Childhood Cancer Switzerland emerged from the intensified collaboration between Swiss childhood cancer organizations that began in 2009. In 2012, a declaration of intent was signed to the effect that collaboration between the existing organizations should be intensified and better coordinated. Experience in preceding years had shown that this was something a loose alliance intended to facilitate experience and information sharing could not achieve. The intention was therefore to develop the childhood cancer network into an organizational form that could tackle complex tasks.

A permanent project group comprising representatives of the organizations was formed in February 2014, and a project manager was appointed on a 50% basis to set up the new organization. The Childhood Cancer Switzerland association was founded at the beginning of 2015 and launched in Bern on 15 February 2015, International Childhood Cancer Day. 

Federal Councillor Alain Berset has agreed to be the launch patron. 

Memorandum of Understanding, 2012

Representatives of the various organizations formulated a list of points at a meeting on 28 March 2012. This list, which appears below, remains the basis of their partnership.

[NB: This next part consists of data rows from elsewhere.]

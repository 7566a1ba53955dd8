//! Support components - healing, shields, buffs and cleansing

use super::SkillComponent;
use crate::context::ActionScope;
use crate::event::DamageDealtEvent;
use crate::status::{Buff, BuffKind};
use serde::Deserialize;

/// Restore the owner's HP: a share of max HP plus stat scaling
#[derive(Debug, Clone, Deserialize)]
#[serde(default)]
pub struct Heal {
    pub percent: f64,
    pub ad_ratio: f64,
    pub ap_ratio: f64,
    pub flat: f64,
}

impl Default for Heal {
    fn default() -> Self {
        Heal {
            percent: 0.15,
            ad_ratio: 0.0,
            ap_ratio: 0.0,
            flat: 0.0,
        }
    }
}

impl SkillComponent for Heal {
    fn on_turn(&self, scope: &mut ActionScope<'_>) -> Option<String> {
        let owner = scope.owner;
        let snapshot = match scope.snapshot(owner) {
            Ok(snapshot) => snapshot,
            Err(err) => return scope.recover(err),
        };
        let amount = snapshot.max_hp() as f64 * self.percent
            + snapshot.attack() * self.ad_ratio
            + snapshot.ap_attack() * self.ap_ratio
            + self.flat;
        let amount = amount * scope.synergy_bonus(owner).heal;
        match scope.heal(owner, amount) {
            Ok(healed) => Some(format!("{} recovers {} HP.", scope.owner_name(), healed)),
            Err(err) => scope.recover(err),
        }
    }
}

/// Grant the owner a damage-absorbing shield
#[derive(Debug, Clone, Deserialize)]
#[serde(default)]
pub struct Shield {
    pub percent: f64,
    pub flat: f64,
    pub duration: u32,
}

impl Default for Shield {
    fn default() -> Self {
        Shield {
            percent: 0.1,
            flat: 0.0,
            duration: 2,
        }
    }
}

impl SkillComponent for Shield {
    fn on_turn(&self, scope: &mut ActionScope<'_>) -> Option<String> {
        let owner = scope.owner;
        let max_hp = match scope.snapshot(owner) {
            Ok(snapshot) => snapshot.max_hp(),
            Err(err) => return scope.recover(err),
        };
        let amount =
            ((max_hp as f64 * self.percent + self.flat) * scope.synergy_bonus(owner).shield).floor();
        if amount < 1.0 {
            return None;
        }
        let buff = Buff::shield(amount, self.duration, scope.skill_name());
        match scope.apply_buff(owner, buff) {
            Ok(()) => Some(format!(
                "{} gains a {}-point shield.",
                scope.owner_name(),
                amount
            )),
            Err(err) => scope.recover(err),
        }
    }
}

/// Remove harmful effects from the owner
#[derive(Debug, Clone, Deserialize)]
#[serde(default)]
pub struct Cleanse {
    pub count: usize,
}

impl Default for Cleanse {
    fn default() -> Self {
        Cleanse { count: 1 }
    }
}

impl SkillComponent for Cleanse {
    fn on_turn(&self, scope: &mut ActionScope<'_>) -> Option<String> {
        let owner = scope.owner;
        let removed = scope
            .roster
            .get_mut(owner)
            .map(|c| c.effects.cleanse(self.count))
            .unwrap_or_default();
        if removed.is_empty() {
            return None;
        }
        Some(format!(
            "{} is cleansed of {}.",
            scope.owner_name(),
            removed.join(", ")
        ))
    }
}

/// Strip beneficial buffs from the target
#[derive(Debug, Clone, Deserialize)]
#[serde(default)]
pub struct Dispel {
    pub count: usize,
}

impl Default for Dispel {
    fn default() -> Self {
        Dispel { count: 1 }
    }
}

impl SkillComponent for Dispel {
    fn on_turn(&self, scope: &mut ActionScope<'_>) -> Option<String> {
        let target = match scope.target() {
            Ok(target) => target,
            Err(err) => return scope.recover(err),
        };
        let removed = scope
            .roster
            .get_mut(target)
            .map(|c| c.effects.dispel(self.count))
            .unwrap_or_default();
        if removed.is_empty() {
            return None;
        }
        Some(format!(
            "{} dispels {} from {}.",
            scope.owner_name(),
            removed.join(", "),
            scope.name_of(target)
        ))
    }
}

/// Flat stat amounts shared by buff and debuff skills
#[derive(Debug, Clone, Default, Deserialize)]
#[serde(default)]
pub struct StatAmounts {
    pub attack: f64,
    pub defense: f64,
    pub speed: f64,
    pub crit_rate: f64,
    pub ap_attack: f64,
    pub ap_defense: f64,
    pub evasion: f64,
}

impl StatAmounts {
    fn entries(&self) -> impl Iterator<Item = (BuffKind, f64)> {
        [
            (BuffKind::Attack, self.attack),
            (BuffKind::Defense, self.defense),
            (BuffKind::Speed, self.speed),
            (BuffKind::CritRate, self.crit_rate),
            (BuffKind::ApAttack, self.ap_attack),
            (BuffKind::ApDefense, self.ap_defense),
            (BuffKind::Evasion, self.evasion),
        ]
        .into_iter()
        .filter(|(_, amount)| *amount != 0.0)
    }
}

fn default_duration() -> u32 {
    2
}

/// Timed flat stat bonuses on the owner
#[derive(Debug, Clone, Deserialize)]
pub struct BuffSkill {
    #[serde(default = "default_duration")]
    pub duration: u32,
    #[serde(flatten)]
    pub stats: StatAmounts,
}

impl Default for BuffSkill {
    fn default() -> Self {
        BuffSkill {
            duration: default_duration(),
            stats: StatAmounts::default(),
        }
    }
}

impl SkillComponent for BuffSkill {
    fn on_turn(&self, scope: &mut ActionScope<'_>) -> Option<String> {
        let owner = scope.owner;
        let source = scope.skill_name();
        let mut parts = Vec::new();
        for (kind, amount) in self.stats.entries() {
            let buff = Buff::new(kind, amount, self.duration, source.clone());
            parts.push(buff.describe());
            if let Err(err) = scope.apply_buff(owner, buff) {
                return scope.recover(err);
            }
        }
        if parts.is_empty() {
            return None;
        }
        Some(format!("{} gains {}.", scope.owner_name(), parts.join(", ")))
    }
}

/// Timed flat stat penalties on the target; amounts are magnitudes
#[derive(Debug, Clone, Deserialize)]
pub struct DebuffSkill {
    #[serde(default = "default_duration")]
    pub duration: u32,
    #[serde(flatten)]
    pub stats: StatAmounts,
}

impl Default for DebuffSkill {
    fn default() -> Self {
        DebuffSkill {
            duration: default_duration(),
            stats: StatAmounts::default(),
        }
    }
}

impl SkillComponent for DebuffSkill {
    fn on_turn(&self, scope: &mut ActionScope<'_>) -> Option<String> {
        let target = match scope.target() {
            Ok(target) => target,
            Err(err) => return scope.recover(err),
        };
        let source = scope.skill_name();
        let mut parts = Vec::new();
        for (kind, amount) in self.stats.entries() {
            let buff = Buff::debuff(kind, -amount.abs(), self.duration, source.clone());
            parts.push(buff.describe());
            if let Err(err) = scope.apply_buff(target, buff) {
                return scope.recover(err);
            }
        }
        if parts.is_empty() {
            return None;
        }
        Some(format!("{} suffers {}.", scope.name_of(target), parts.join(", ")))
    }
}

/// Heal for a share of the damage the owner lands
#[derive(Debug, Clone, Deserialize)]
#[serde(default)]
pub struct Lifesteal {
    pub percent: f64,
}

impl Default for Lifesteal {
    fn default() -> Self {
        Lifesteal { percent: 0.1 }
    }
}

impl SkillComponent for Lifesteal {
    fn on_deal_damage(
        &self,
        event: &mut DamageDealtEvent,
        scope: &mut ActionScope<'_>,
    ) -> Option<String> {
        if event.attacker != scope.owner || event.landed() <= 0 {
            return None;
        }
        let amount = (event.landed() as f64 * self.percent).floor();
        match scope.heal(scope.owner, amount) {
            Ok(healed) if healed > 0 => {
                Some(format!("{} drains {} HP.", scope.owner_name(), healed))
            }
            Ok(_) => None,
            Err(err) => scope.recover(err),
        }
    }
}

/// Fixed damage equal to a share of the target's max HP, healed back
#[derive(Debug, Clone, Deserialize)]
#[serde(default)]
pub struct Drain {
    pub percent: f64,
}

impl Default for Drain {
    fn default() -> Self {
        Drain { percent: 0.05 }
    }
}

impl SkillComponent for Drain {
    fn on_turn(&self, scope: &mut ActionScope<'_>) -> Option<String> {
        let target = match scope.target() {
            Ok(target) => target,
            Err(err) => return scope.recover(err),
        };
        let max_hp = match scope.snapshot(target) {
            Ok(snapshot) => snapshot.max_hp(),
            Err(err) => return scope.recover(err),
        };
        let amount = ((max_hp as f64 * self.percent).floor() as i64).max(1);
        scope.log.push(format!(
            "{} drains life from {}.",
            scope.owner_name(),
            scope.name_of(target)
        ));
        let attribute = scope.skill_attribute();
        let result = match scope.deal_fixed_damage(target, amount, attribute) {
            Ok(result) => result,
            Err(err) => return scope.recover(err),
        };
        match scope.heal(scope.owner, result.landed() as f64) {
            Ok(healed) if healed > 0 => {
                Some(format!("{} recovers {} HP.", scope.owner_name(), healed))
            }
            Ok(_) => None,
            Err(err) => scope.recover(err),
        }
    }
}

/// The owner takes no damage for a few rounds
#[derive(Debug, Clone, Deserialize)]
#[serde(default)]
pub struct Invulnerable {
    pub duration: u32,
}

impl Default for Invulnerable {
    fn default() -> Self {
        Invulnerable { duration: 1 }
    }
}

impl SkillComponent for Invulnerable {
    fn on_turn(&self, scope: &mut ActionScope<'_>) -> Option<String> {
        let owner = scope.owner;
        let buff = Buff::new(BuffKind::Invulnerable, 1.0, self.duration, scope.skill_name());
        match scope.apply_buff(owner, buff) {
            Ok(()) => Some(format!("{} becomes invulnerable!", scope.owner_name())),
            Err(err) => scope.recover(err),
        }
    }
}

#[cfg(test)]
mod tests {
    use super::super::fixture::{skill, steady, Arena, FOE, HERO};
    use crate::status::{Buff, BuffKind, StatusKind};
    use serde_json::json;

    #[test]
    fn test_heal_caps_at_max_hp() {
        let mut arena = Arena::duel(steady(100, 10.0), steady(100, 10.0));
        arena.roster.get_mut(HERO).unwrap().stats.hp = 50;
        let mend = skill("mend", vec![("heal", json!({"percent": 0.3}))]);
        arena.cast(HERO, &mend);
        assert_eq!(arena.hp(HERO), 80);
        arena.cast(HERO, &mend);
        assert_eq!(arena.hp(HERO), 100);
        assert!(arena.log.contains("Hero recovers 20 HP."));
    }

    #[test]
    fn test_shield_absorbs_before_hp() {
        let mut arena = Arena::duel(steady(100, 10.0), steady(100, 10.0));
        let barrier = skill("barrier", vec![("shield", json!({"percent": 0.2}))]);
        arena.cast(HERO, &barrier);
        let shield = arena.roster.get(HERO).unwrap().effects.shield_total();
        assert_eq!(shield, 20);
    }

    #[test]
    fn test_buff_and_debuff_amounts() {
        let mut arena = Arena::duel(steady(100, 10.0), steady(100, 10.0));
        let rally = skill("rally", vec![("buff", json!({"attack": 5.0, "duration": 3}))]);
        arena.cast(HERO, &rally);
        let snapshot = arena.roster.snapshot(HERO).unwrap();
        assert!((snapshot.attack() - 15.0).abs() < f64::EPSILON);

        let weaken = skill("weaken", vec![("debuff", json!({"attack": 4.0}))]);
        arena.cast(HERO, &weaken);
        let foe = arena.roster.snapshot(FOE).unwrap();
        assert!((foe.attack() - 6.0).abs() < f64::EPSILON);
        assert!(arena.roster.get(FOE).unwrap().effects.has_debuff());
    }

    #[test]
    fn test_cleanse_and_dispel() {
        let mut arena = Arena::duel(steady(100, 10.0), steady(100, 10.0));
        let poison = arena.rules.catalog.config_or_default(StatusKind::Poison);
        arena
            .roster
            .get_mut(HERO)
            .unwrap()
            .effects
            .apply_status(&poison, 2, 3, Some(FOE));
        arena
            .roster
            .get_mut(FOE)
            .unwrap()
            .effects
            .apply_buff(Buff::new(BuffKind::Defense, 10.0, 3, "Harden"));

        let purify = skill(
            "purify",
            vec![("cleanse", json!({})), ("dispel", json!({"count": 2}))],
        );
        arena.cast(HERO, &purify);
        assert!(!arena.roster.get(HERO).unwrap().effects.has_status(StatusKind::Poison));
        assert!(arena.roster.get(FOE).unwrap().effects.buffs().is_empty());
        assert!(arena.log.contains("cleansed of Poison"));
    }

    #[test]
    fn test_lifesteal_heals_from_landed_damage() {
        let mut arena = Arena::duel(steady(100, 50.0), steady(1000, 10.0));
        arena.rules.constants.damage.variance = 0.0;
        arena.roster.get_mut(HERO).unwrap().stats.hp = 50;
        let bite = skill(
            "bite",
            vec![("attack", json!({})), ("lifesteal", json!({"percent": 0.5}))],
        );
        arena.cast(HERO, &bite);
        assert_eq!(arena.hp(FOE), 950);
        assert_eq!(arena.hp(HERO), 75);
    }

    #[test]
    fn test_drain_is_fixed_damage() {
        let mut arena = Arena::duel(steady(100, 10.0), steady(1000, 10.0));
        arena.roster.get_mut(HERO).unwrap().stats.hp = 10;
        let siphon = skill("siphon", vec![("drain", json!({"percent": 0.05}))]);
        arena.cast(HERO, &siphon);
        assert_eq!(arena.hp(FOE), 950);
        assert_eq!(arena.hp(HERO), 60);
    }

    #[test]
    fn test_invulnerable_blocks_damage() {
        let mut arena = Arena::duel(steady(100, 10.0), steady(100, 50.0));
        let aegis = skill("aegis", vec![("invulnerable", json!({}))]);
        arena.cast(HERO, &aegis);
        let strike = skill("strike", vec![("attack", json!({}))]);
        arena.cast(FOE, &strike);
        assert_eq!(arena.hp(HERO), 100);
        assert!(arena.log.contains("invulnerable"));
    }
}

  1. The aim of the network is to improve the situation of children with cancer and their families in all areas (medical treatment, psychosocial support, research and aftercare) so as to meet the needs of people affected by childhood cancer to the greatest extent possible. 
  2. To achieve this, it is essential to combine existing energies in Switzerland and individual issues associated with childhood cancer. 
  3. The childhood cancer network addresses the issues and activities that the existing organizations would not be able to successfully tackle alone.
  4. The aim is to improve the situation by means of three areas of activity of equal importance: self-help, research and aftercare 
  5. In addition, the childhood cancer network makes the general public (i.e. people not affected) aware of the situation and concerns of children with cancer and their parents. 
  6. Cooperation takes place primarily with organizations in the network.
  7. The resources needed for cooperation are provided by both the existing and third-party organizations.